[Dataset entries]
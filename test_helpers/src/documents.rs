//! Temporary directories populated with datasource documents.
//!
//! # Examples
//!
//! ```
//! use test_helpers::documents::DocumentTree;
//!
//! let tree = DocumentTree::new()?;
//! let path = tree.write("conf/defaults.yaml", "port: 80\n")?;
//! assert!(path.starts_with(tree.root()));
//! # Ok::<_, anyhow::Error>(())
//! ```

use anyhow::{Context, Result, anyhow};
use camino::{Utf8Path, Utf8PathBuf};
use tempfile::TempDir;

/// A temporary directory with a UTF-8 root, removed on drop.
#[derive(Debug)]
pub struct DocumentTree {
    _dir: TempDir,
    root: Utf8PathBuf,
}

impl DocumentTree {
    /// Create an empty tree.
    ///
    /// # Errors
    ///
    /// Returns an error if the directory cannot be created or its path is
    /// not UTF-8.
    pub fn new() -> Result<Self> {
        let dir = tempfile::tempdir().context("create document tree")?;
        let root = Utf8PathBuf::from_path_buf(dir.path().to_path_buf())
            .map_err(|p| anyhow!("temporary path is not UTF-8: {}", p.display()))?;
        Ok(Self { _dir: dir, root })
    }

    /// Absolute root of the tree.
    #[must_use]
    pub fn root(&self) -> &Utf8Path {
        &self.root
    }

    /// Write `contents` to `relative`, creating parent directories, and
    /// return the absolute path.
    ///
    /// # Errors
    ///
    /// Returns an error if a directory or the file cannot be written.
    pub fn write(&self, relative: &str, contents: &str) -> Result<Utf8PathBuf> {
        let path = self.root.join(relative);
        if let Some(parent) = path.parent() {
            std::fs::create_dir_all(parent).with_context(|| format!("create {parent}"))?;
        }
        std::fs::write(&path, contents).with_context(|| format!("write {path}"))?;
        Ok(path)
    }

    /// `file:` URL string for `relative` inside the tree.
    #[must_use]
    pub fn file_url(&self, relative: &str) -> String {
        format!("file://{}", self.root.join(relative))
    }
}
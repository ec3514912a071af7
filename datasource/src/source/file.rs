//! `file:` backend reading local files through `cap-std`.

use std::sync::{Arc, Weak};

use camino::{Utf8Path, Utf8PathBuf};
use cap_std::{ambient_authority, fs_utf8::Dir};
use url::Url;

use crate::{
    Backend, Context, Data, DatasourceError, DatasourceResult, MediaType, SourceRegistry,
};

use super::{Source, SourceSpec};

/// Builds [`FileSource`]s for `file:` URLs.
#[derive(Debug, Clone, Copy, Default)]
pub struct FileBackend;

impl Backend for FileBackend {
    fn open(
        &self,
        spec: SourceSpec,
        _registry: &Weak<SourceRegistry>,
    ) -> DatasourceResult<Arc<dyn Source>> {
        Ok(Arc::new(FileSource::from_url(spec.url)?))
    }
}

/// A local file, or a directory whose entry names are read as a JSON array.
#[derive(Debug, Clone)]
pub struct FileSource {
    url: Url,
    path: Utf8PathBuf,
}

impl FileSource {
    /// Build a source for a `file:` URL.
    ///
    /// # Errors
    ///
    /// Returns [`DatasourceError::InvalidDefinition`] when the URL does not
    /// name a local UTF-8 path.
    pub fn from_url(url: Url) -> DatasourceResult<Self> {
        let native = url.to_file_path().map_err(|()| {
            Arc::new(DatasourceError::invalid_definition(
                url.as_str(),
                "not a local file URL",
            ))
        })?;
        let path = Utf8PathBuf::from_path_buf(native).map_err(|p| {
            Arc::new(DatasourceError::invalid_definition(
                p.to_string_lossy(),
                "path is not valid UTF-8",
            ))
        })?;
        Ok(Self { url, path })
    }

    /// Filesystem path this source reads.
    #[must_use]
    pub fn path(&self) -> &Utf8Path {
        &self.path
    }

    fn read_file(&self) -> std::io::Result<Vec<u8>> {
        let (dir, name) = open_parent_dir_and_name(&self.path)?;
        dir.read(name)
    }

    fn list_dir(&self) -> std::io::Result<Vec<String>> {
        let dir = Dir::open_ambient_dir(&self.path, ambient_authority())?;
        let mut names = dir
            .entries()?
            .map(|entry| entry?.file_name())
            .collect::<std::io::Result<Vec<_>>>()?;
        names.sort_unstable();
        Ok(names)
    }
}

impl Source for FileSource {
    fn read(&self, ctx: &Context, args: &[String]) -> DatasourceResult<Data> {
        ctx.check()?;
        if self.path.is_dir() {
            tracing::debug!(path = %self.path, "listing directory datasource");
            let names = self
                .list_dir()
                .map_err(|e| Arc::new(DatasourceError::file(&self.path, e)))?;
            let bytes = serde_json::to_vec(&names)
                .map_err(|e| Arc::new(DatasourceError::encode(MediaType::JsonArray, e)))?;
            return Ok(Data::with_media_type(
                self.url.clone(),
                args.to_vec(),
                bytes,
                MediaType::JsonArray,
            ));
        }
        tracing::debug!(path = %self.path, "reading file datasource");
        let bytes = self
            .read_file()
            .map_err(|e| Arc::new(DatasourceError::file(&self.path, e)))?;
        Ok(Data::new(self.url.clone(), args.to_vec(), bytes))
    }
}

/// Return the parent directory of `path`, falling back to `"."` when the path
/// has no parent or the parent is empty.
fn parent_or_dot(path: &Utf8Path) -> &Utf8Path {
    path.parent()
        .filter(|parent| !parent.as_str().is_empty())
        .unwrap_or_else(|| Utf8Path::new("."))
}

/// Open the parent directory of `path` via `cap-std` and extract the file name.
fn open_parent_dir_and_name(path: &Utf8Path) -> std::io::Result<(Dir, String)> {
    let parent = parent_or_dot(path);
    let file_name = path
        .file_name()
        .ok_or_else(|| std::io::Error::other("cannot determine file name for datasource path"))?;
    let dir = Dir::open_ambient_dir(parent, ambient_authority())?;
    Ok((dir, file_name.to_owned()))
}

#[cfg(test)]
mod tests {
    use anyhow::{Result, anyhow, ensure};
    use camino::Utf8PathBuf;
    use rstest::{fixture, rstest};
    use serde_json::json;
    use tempfile::TempDir;
    use url::Url;

    use super::FileSource;
    use crate::{Context, DatasourceError, MediaType, Source};

    #[fixture]
    fn workdir() -> TempDir {
        tempfile::tempdir().expect("create temporary directory")
    }

    fn url_for(dir: &TempDir, name: &str) -> Result<Url> {
        let path = Utf8PathBuf::from_path_buf(dir.path().join(name))
            .map_err(|p| anyhow!("non UTF-8 temp path {}", p.display()))?;
        Url::from_file_path(&path).map_err(|()| anyhow!("cannot build file URL for {path}"))
    }

    #[rstest]
    fn reads_file_contents(workdir: TempDir) -> Result<()> {
        std::fs::write(workdir.path().join("values.yaml"), "name: demo\n")?;
        let source = FileSource::from_url(url_for(&workdir, "values.yaml")?)
            .map_err(|e| anyhow!(e.to_string()))?;
        let data = source
            .read(&Context::background(), &[])
            .map_err(|e| anyhow!(e.to_string()))?;
        ensure!(data.media_type().ok() == Some(MediaType::Yaml));
        ensure!(data.unmarshal().ok() == Some(&json!({"name": "demo"})));
        Ok(())
    }

    #[rstest]
    fn lists_directory_entries(workdir: TempDir) -> Result<()> {
        std::fs::write(workdir.path().join("b.json"), "{}")?;
        std::fs::write(workdir.path().join("a.json"), "{}")?;
        let source = FileSource::from_url(url_for(&workdir, "")?)
            .map_err(|e| anyhow!(e.to_string()))?;
        let data = source
            .read(&Context::background(), &[])
            .map_err(|e| anyhow!(e.to_string()))?;
        ensure!(data.media_type().ok() == Some(MediaType::JsonArray));
        ensure!(data.unmarshal().ok() == Some(&json!(["a.json", "b.json"])));
        Ok(())
    }

    #[rstest]
    fn missing_file_reports_path(workdir: TempDir) -> Result<()> {
        let source = FileSource::from_url(url_for(&workdir, "absent.json")?)
            .map_err(|e| anyhow!(e.to_string()))?;
        let err = source
            .read(&Context::background(), &[])
            .expect_err("missing file should fail");
        ensure!(matches!(&*err, DatasourceError::File { .. }));
        ensure!(err.to_string().contains("absent.json"));
        Ok(())
    }

    #[rstest]
    fn cancelled_context_skips_read(workdir: TempDir) -> Result<()> {
        let source = FileSource::from_url(url_for(&workdir, "absent.json")?)
            .map_err(|e| anyhow!(e.to_string()))?;
        let ctx = Context::background();
        ctx.cancel();
        let err = source.read(&ctx, &[]).expect_err("cancelled read should fail");
        ensure!(matches!(&*err, DatasourceError::Cancelled));
        Ok(())
    }
}
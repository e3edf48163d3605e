//! # OROBOROS Core Engine
//!
//! The engine object runtime: a type-erased heap of reflected objects addressed by stable
//! handles, organized in a named ownership tree, copied and serialized through their
//! reflection descriptors, and specialized through templates and prefab overrides.
//!
//! ## Architecture Rules
//!
//! 1. **Handles, not pointers** - objects are reached through [`ObjectId`] and resolved per access
//! 2. **One mutating thread** - every mutation needs a [`MutationPermit`]; reads work anywhere
//! 3. **No per-class serialization** - copying and saving walk the reflection descriptors
//!
//! ## Example
//!
//! ```rust,ignore
//! use std::sync::Arc;
//! use oroboros_core::{save_snapshot, CoreObjects};
//! use oroboros_reflect::TypeRegistry;
//!
//! let objects = CoreObjects::new(Arc::new(TypeRegistry::new()));
//! let permit = objects.mutation_permit();
//! objects.register_class::<Lamp>(&permit);
//! let lamp = objects.create::<Lamp>(&permit, "Lamp", None)?;
//! let bytes = save_snapshot(&objects, lamp)?;
//! ```

#![deny(missing_docs)]
#![deny(unsafe_code)]
#![deny(clippy::all)]
#![warn(clippy::pedantic)]
#![deny(clippy::perf)]

pub mod config;
pub mod error;
pub mod memory;
pub mod object;
pub mod serialization;
pub mod template;

#[cfg(test)]
mod test_classes;

pub use config::{ConfigError, DatabaseConfig, GcConfig, RuntimeConfig, SerializationConfig};
pub use error::{ObjectsError, ObjectsResult};
pub use memory::{AllocIdx, ObjectHandle, ObjectHeap, SlotAllocator};
pub use object::{
    copy_object, deep_copy, duplicate_object, find_object_references, replace_object_references,
    CopyObjectOptions, CoreObjects, DuplicateOptions, GcPhase, GcStats, GcStatus, HandleState,
    MutationPermit, ObjectClass, ObjectFlags, ObjectRecord, ObjectReference, ObjectsDb,
    TraversalMode,
};
pub use oroboros_reflect::ObjectId;
pub use serialization::{
    load_snapshot, load_snapshot_with, save_snapshot, PathRefCodec, SnapshotLoad,
};
pub use template::{ComponentOverride, ObjectTemplate, Prefab, TemplateLoad};
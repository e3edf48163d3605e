//! # Field Visitor Engine
//!
//! One traversal, many strategies. [`dispatch`] looks at a descriptor's kind and calls the
//! matching [`FieldVisitor`] callback; the strategies recurse back through `dispatch` for
//! nested values.
//!
//! | Strategy      | Value shape                  | Entry point          |
//! |---------------|------------------------------|----------------------|
//! | Binary write  | `&dyn Any`                   | [`write_fields`]     |
//! | Binary read   | `&mut dyn Any`               | [`read_fields`]      |
//! | Deep copy     | `(&dyn Any, &mut dyn Any)`   | [`copy_fields`]      |
//! | Ref replace   | `&mut dyn Any`               | [`replace_refs_in`]  |
//! | Ref search    | `&dyn Any`                   | [`find_refs_in`]     |

mod copy;
mod read;
mod refs;
mod write;

use std::any::Any;

pub use copy::{copy_fields, copy_value, ObjectRefRemap};
pub use read::{read_fields, ReadOptions, ReadReport};
pub use refs::{clear_refs_in, find_refs_in, replace_refs_in, FoundRef};
pub use write::{
    write_fields, ObjectRefCodec, RawIdCodec, OBJECT_FIELDS_MIN_VERSION, OBJECT_FIELDS_VERSION,
    OBJECT_FIELDS_VERSION_TAG,
};

use crate::descriptor::{
    ClassDescriptor, ContainerDescriptor, EnumDescriptor, FieldDescriptor, MapDescriptor,
    PairDescriptor, PrimitiveDescriptor, QualifiedDescriptor, TypeDescriptor, TypeKind,
};
use crate::registry::TypeRegistry;

/// Per-kind callbacks of a traversal strategy.
pub trait FieldVisitor<V> {
    /// Numbers and booleans.
    fn visit_fundamental(&mut self, ty: &TypeDescriptor, primitive: &PrimitiveDescriptor, value: V);

    /// Opaque special values. Treated as fundamentals unless overridden.
    fn visit_special(&mut self, ty: &TypeDescriptor, primitive: &PrimitiveDescriptor, value: V) {
        self.visit_fundamental(ty, primitive, value);
    }

    /// A nested class or struct value.
    fn visit_struct(&mut self, ty: &TypeDescriptor, class: &ClassDescriptor, value: V);

    /// Enum or flags value.
    fn visit_enum(&mut self, ty: &TypeDescriptor, descriptor: &EnumDescriptor, value: V);

    /// Array or set.
    fn visit_container(&mut self, ty: &TypeDescriptor, container: &ContainerDescriptor, value: V);

    /// Key/value map.
    fn visit_map(&mut self, ty: &TypeDescriptor, map: &MapDescriptor, value: V);

    /// Two-element tuple.
    fn visit_pair(&mut self, ty: &TypeDescriptor, pair: &PairDescriptor, value: V);

    /// Reference to an engine object.
    fn visit_object_ref(&mut self, ty: &TypeDescriptor, qualified: &QualifiedDescriptor, value: V);
}

/// Routes `value` to the callback matching the kind of `ty`.
pub fn dispatch<V, F: FieldVisitor<V> + ?Sized>(visitor: &mut F, ty: &TypeDescriptor, value: V) {
    match ty.kind() {
        TypeKind::Fundamental(primitive) => visitor.visit_fundamental(ty, primitive, value),
        TypeKind::Special(primitive) => visitor.visit_special(ty, primitive, value),
        TypeKind::Class(class) => visitor.visit_struct(ty, class, value),
        TypeKind::Enum(descriptor) => visitor.visit_enum(ty, descriptor, value),
        TypeKind::Container(container) => visitor.visit_container(ty, container, value),
        TypeKind::Map(map) => visitor.visit_map(ty, map, value),
        TypeKind::Pair(pair) => visitor.visit_pair(ty, pair, value),
        TypeKind::Qualified(qualified) => visitor.visit_object_ref(ty, qualified, value),
    }
}

/// Calls `f` for every field of `object`, base class fields first.
pub(crate) fn for_each_field(
    registry: &TypeRegistry,
    class: &ClassDescriptor,
    object: &dyn Any,
    f: &mut dyn FnMut(&FieldDescriptor, &TypeDescriptor, &dyn Any),
) {
    if let Some(base) = class.base() {
        let base_ty = registry.get(base.class);
        if let (Some(base_class), Some(base_value)) = (base_ty.as_class(), base.accessor.get(object)) {
            for_each_field(registry, base_class, base_value, f);
        }
    }

    for field in class.fields() {
        let Some(value) = field.accessor().get(object) else {
            continue;
        };
        let ty = registry.get(field.value_type());
        f(field, &ty, value);
    }
}

/// Mutable variant of [`for_each_field`].
pub(crate) fn for_each_field_mut(
    registry: &TypeRegistry,
    class: &ClassDescriptor,
    object: &mut dyn Any,
    f: &mut dyn FnMut(&FieldDescriptor, &TypeDescriptor, &mut dyn Any),
) {
    if let Some(base) = class.base() {
        let base_ty = registry.get(base.class);
        if let (Some(base_class), Some(base_value)) =
            (base_ty.as_class(), base.accessor.get_mut(object))
        {
            for_each_field_mut(registry, base_class, base_value, f);
        }
    }

    for field in class.fields() {
        let Some(value) = field.accessor().get_mut(object) else {
            continue;
        };
        let ty = registry.get(field.value_type());
        f(field, &ty, value);
    }
}

/// Walks the same field of two instances of one class in lockstep.
pub(crate) fn for_each_field_pair(
    registry: &TypeRegistry,
    class: &ClassDescriptor,
    from: &dyn Any,
    to: &mut dyn Any,
    f: &mut dyn FnMut(&FieldDescriptor, &TypeDescriptor, &dyn Any, &mut dyn Any),
) {
    if let Some(base) = class.base() {
        let base_ty = registry.get(base.class);
        if let (Some(base_class), Some(base_from), Some(base_to)) = (
            base_ty.as_class(),
            base.accessor.get(from),
            base.accessor.get_mut(to),
        ) {
            for_each_field_pair(registry, base_class, base_from, base_to, f);
        }
    }

    for field in class.fields() {
        let (Some(from_value), Some(to_value)) =
            (field.accessor().get(from), field.accessor().get_mut(to))
        else {
            continue;
        };
        let ty = registry.get(field.value_type());
        f(field, &ty, from_value, to_value);
    }
}
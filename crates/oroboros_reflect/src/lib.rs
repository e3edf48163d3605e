//! # OROBOROS Reflect
//!
//! The property graph behind the object runtime: every reflected type gets exactly one
//! [`TypeDescriptor`], created lazily on first query and cached in an explicitly constructed
//! [`TypeRegistry`].
//!
//! ## Architecture Rules
//!
//! 1. **One descriptor per type** - value identity implies descriptor identity
//! 2. **Two-phase class creation** - a class is registered bare before its fields are resolved,
//!    so self-referencing types never deadlock the registry
//! 3. **No per-type serialization code** - the [`visitor`] module copies, writes and reads any
//!    reflected value by walking its descriptor
//!
//! ## Example
//!
//! ```rust,ignore
//! use oroboros_reflect::{reflect_class, TypeRegistry, Vec3};
//!
//! #[derive(Default)]
//! struct Transform {
//!     position: Vec3,
//!     tags: Vec<String>,
//! }
//! reflect_class!(Transform { position: Vec3, tags: Vec<String> });
//!
//! let registry = TypeRegistry::new();
//! let class = registry.descriptor_of::<Transform>();
//! ```

#![deny(missing_docs)]
#![deny(unsafe_code)]
#![deny(clippy::all)]
#![warn(clippy::pedantic)]
#![deny(clippy::perf)]

pub mod archive;
mod builtin;
pub mod descriptor;
pub mod error;
mod macros;
pub mod math;
pub mod name;
pub mod object_ref;
pub mod registry;
pub mod retriever;
pub mod visitor;

pub use archive::{Archivable, ArchiveReader, ArchiveWriter};
pub use descriptor::{
    BaseLink, ClassBody, ClassDescriptor, Constructor, ContainerDescriptor, ContainerKind,
    DescriptorId, EnumDescriptor, EnumEntry, EnumRepr, EnumStorage, FieldAccessor,
    FieldDescriptor, FieldPath, FnAccessor, MapDescriptor, PairDescriptor, PrimitiveDescriptor,
    QualifiedDescriptor, TypeDescriptor, TypeKind,
};
pub use error::{ArchiveError, ArchiveResult};
pub use math::{Color, Quat, Vec3};
pub use name::StringId;
pub use object_ref::{ObjPtr, ObjectId, ObjectRef, RefSlot};
pub use registry::{construct_boxed, Reflected, TypeBuild, TypeRegistry};
pub use retriever::{ContainerRetriever, MapRetriever, PairRetriever};
pub use visitor::{
    clear_refs_in, copy_fields, copy_value, dispatch, find_refs_in, read_fields, replace_refs_in,
    write_fields, FieldVisitor, FoundRef, ObjectRefCodec, ObjectRefRemap, RawIdCodec, ReadOptions,
    ReadReport,
};
impl CoreObjects {
    /// Phase of the collection cycle in progress.
    #[must_use]
    pub fn gc_phase(&self) -> GcPhase {
        self.gc.lock().phase
    }

    /// Flags an object to be destroyed by the next collection even if it is still referenced.
    pub fn mark_for_delete(&self, permit: &MutationPermit, id: ObjectId) -> bool {
        self.set_flags(permit, id, ObjectFlags::MARKED_FOR_DELETE)
    }

    /// Runs collection until the current cycle finishes.
    pub fn collect_unreachable(&self, permit: &MutationPermit) -> GcStats {
        loop {
            if let GcStatus::Finished(stats) = self.gc_step(permit, usize::MAX) {
                return stats;
            }
        }
    }

    /// Advances collection by the configured `[gc] step_budget`.
    pub fn gc_tick(&self, permit: &MutationPermit) -> GcStatus {
        self.gc_step(permit, self.config().gc.step_budget)
    }

    /// Advances collection by at most `budget` objects of work, starting a cycle if none is
    /// in progress.
    pub fn gc_step(&self, permit: &MutationPermit, budget: usize) -> GcStatus {
        self.check_permit(permit);
        let mut cycle = std::mem::take(&mut *self.gc.lock());
        let status = self.advance(permit, &mut cycle, budget);
        *self.gc.lock() = cycle;
        status
    }

    fn advance(&self, permit: &MutationPermit, cycle: &mut GcCycle, mut budget: usize) -> GcStatus {
        let stale = matches!(cycle.phase, GcPhase::Marking | GcPhase::Sweeping)
            && cycle.epoch != self.mutation_epoch();
        if stale {
            debug!(phase = ?cycle.phase, "Objects edited during collection, restarting cycle");
            let mut stats = cycle.stats;
            stats.restarts += 1;
            *cycle = GcCycle {
                stats,
                ..GcCycle::default()
            };
        }

        loop {
            match cycle.phase {
                GcPhase::Idle => self.begin_marking(cycle),
                GcPhase::Marking => {
                    if !self.mark(cycle, &mut budget) {
                        return GcStatus::Pending(GcPhase::Marking);
                    }
                    Self::begin_sweeping(cycle);
                }
                GcPhase::Sweeping => {
                    if !self.sweep(permit, cycle, &mut budget) {
                        return GcStatus::Pending(GcPhase::Sweeping);
                    }
                    self.begin_clearing(cycle);
                }
                GcPhase::Clearing => {
                    if !self.clear(cycle, &mut budget) {
                        return GcStatus::Pending(GcPhase::Clearing);
                    }
                    return GcStatus::Finished(self.finish_cycle(permit, cycle));
                }
            }
        }
    }

    fn begin_marking(&self, cycle: &mut GcCycle) {
        let candidates: HashSet<ObjectId> = self.db().get_all_objects().into_iter().collect();
        let roots: Vec<ObjectId> = candidates
            .iter()
            .copied()
            .filter(|&id| {
                self.flags(id).is_some_and(|flags| {
                    flags.contains(ObjectFlags::ROOT_OBJECT)
                        && !flags.contains(ObjectFlags::MARKED_FOR_DELETE)
                })
            })
            .collect();

        cycle.marked = roots.iter().copied().collect();
        cycle.worklist = roots;
        cycle.candidates = candidates;
        cycle.epoch = self.mutation_epoch();
        cycle.phase = GcPhase::Marking;
    }

    /// Returns false when the budget ran out first.
    fn mark(&self, cycle: &mut GcCycle, budget: &mut usize) -> bool {
        while let Some(&id) = cycle.worklist.last() {
            if *budget == 0 {
                return false;
            }
            cycle.worklist.pop();
            *budget -= 1;
            cycle.stats.marked += 1;

            let mut reached = self.children(id);
            reached.extend(self.outer(id));
            let candidates = &cycle.candidates;
            if let Some(found) = self
                .read_dyn(id, |class, value| find_refs_in(self.types(), class, value, candidates))
            {
                reached.extend(found.into_iter().map(|reference| reference.target));
            }

            for target in reached {
                let live = cycle.candidates.contains(&target)
                    && self
                        .flags(target)
                        .is_some_and(|flags| !flags.contains(ObjectFlags::MARKED_FOR_DELETE));
                if live && cycle.marked.insert(target) {
                    cycle.worklist.push(target);
                }
            }
        }
        true
    }

    fn begin_sweeping(cycle: &mut GcCycle) {
        let marked = std::mem::take(&mut cycle.marked);
        cycle.queue = std::mem::take(&mut cycle.candidates)
            .into_iter()
            .filter(|id| !marked.contains(id))
            .collect();
        cycle.phase = GcPhase::Sweeping;
    }

    fn sweep(&self, permit: &MutationPermit, cycle: &mut GcCycle, budget: &mut usize) -> bool {
        while let Some(&id) = cycle.queue.last() {
            if *budget == 0 {
                return false;
            }
            cycle.queue.pop();
            *budget -= 1;

            // Already gone with an unreachable outer.
            if !self.is_valid(id) {
                continue;
            }
            self.db().update_flags(id, |flags| {
                flags.insert(ObjectFlags::MARKED_FOR_DELETE | ObjectFlags::GC_PURGE);
            });
            let count = self.destroy_object(permit, id);
            debug!(%id, count, "Swept unreachable object");
            cycle.stats.destroyed += count;
        }
        true
    }

    fn begin_clearing(&self, cycle: &mut GcCycle) {
        cycle.destroyed = std::mem::take(&mut *self.destroyed.lock());
        cycle.queue = if cycle.destroyed.is_empty() {
            Vec::new()
        } else {
            self.db().get_all_objects()
        };
        cycle.phase = GcPhase::Clearing;
    }

    fn clear(&self, cycle: &mut GcCycle, budget: &mut usize) -> bool {
        while let Some(&id) = cycle.queue.last() {
            if *budget == 0 {
                return false;
            }
            cycle.queue.pop();
            *budget -= 1;

            let Some(handle) = self.db().handle_of(id) else {
                continue;
            };
            let mut heap = self.heap.write();
            if let Some(value) = heap.get_mut(handle) {
                cycle.stats.cleared_refs +=
                    clear_refs_in(self.types(), handle.class, value, &cycle.destroyed);
            }
        }
        true
    }

    fn finish_cycle(&self, permit: &MutationPermit, cycle: &mut GcCycle) -> GcStats {
        let mut stats = cycle.stats;
        stats.freed = self.collect_garbage(permit);
        *cycle = GcCycle::default();
        info!(
            marked = stats.marked,
            destroyed = stats.destroyed,
            cleared_refs = stats.cleared_refs,
            freed = stats.freed,
            "Collection cycle finished"
        );
        stats
    }
}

• _PROBLEM STATEMENT_
Using the entries above, output exactly the lines between the line holding "pub struct DocumentTree" and the line holding "let root = Utf8PathBuf::from_path_buf(dir.path().to_path_buf())", end lines included, and nothing more.

• _RESPONSE FOR THIS EXERCISE_
pub struct DocumentTree {
    _dir: TempDir,
    root: Utf8PathBuf,
}

impl DocumentTree {
    /// Create an empty tree.
    ///
    /// # Errors
    ///
    /// Returns an error if the directory cannot be created or its path is
    /// not UTF-8.
    pub fn new() -> Result<Self> {
        let dir = tempfile::tempdir().context("create document tree")?;
        let root = Utf8PathBuf::from_path_buf(dir.path().to_path_buf())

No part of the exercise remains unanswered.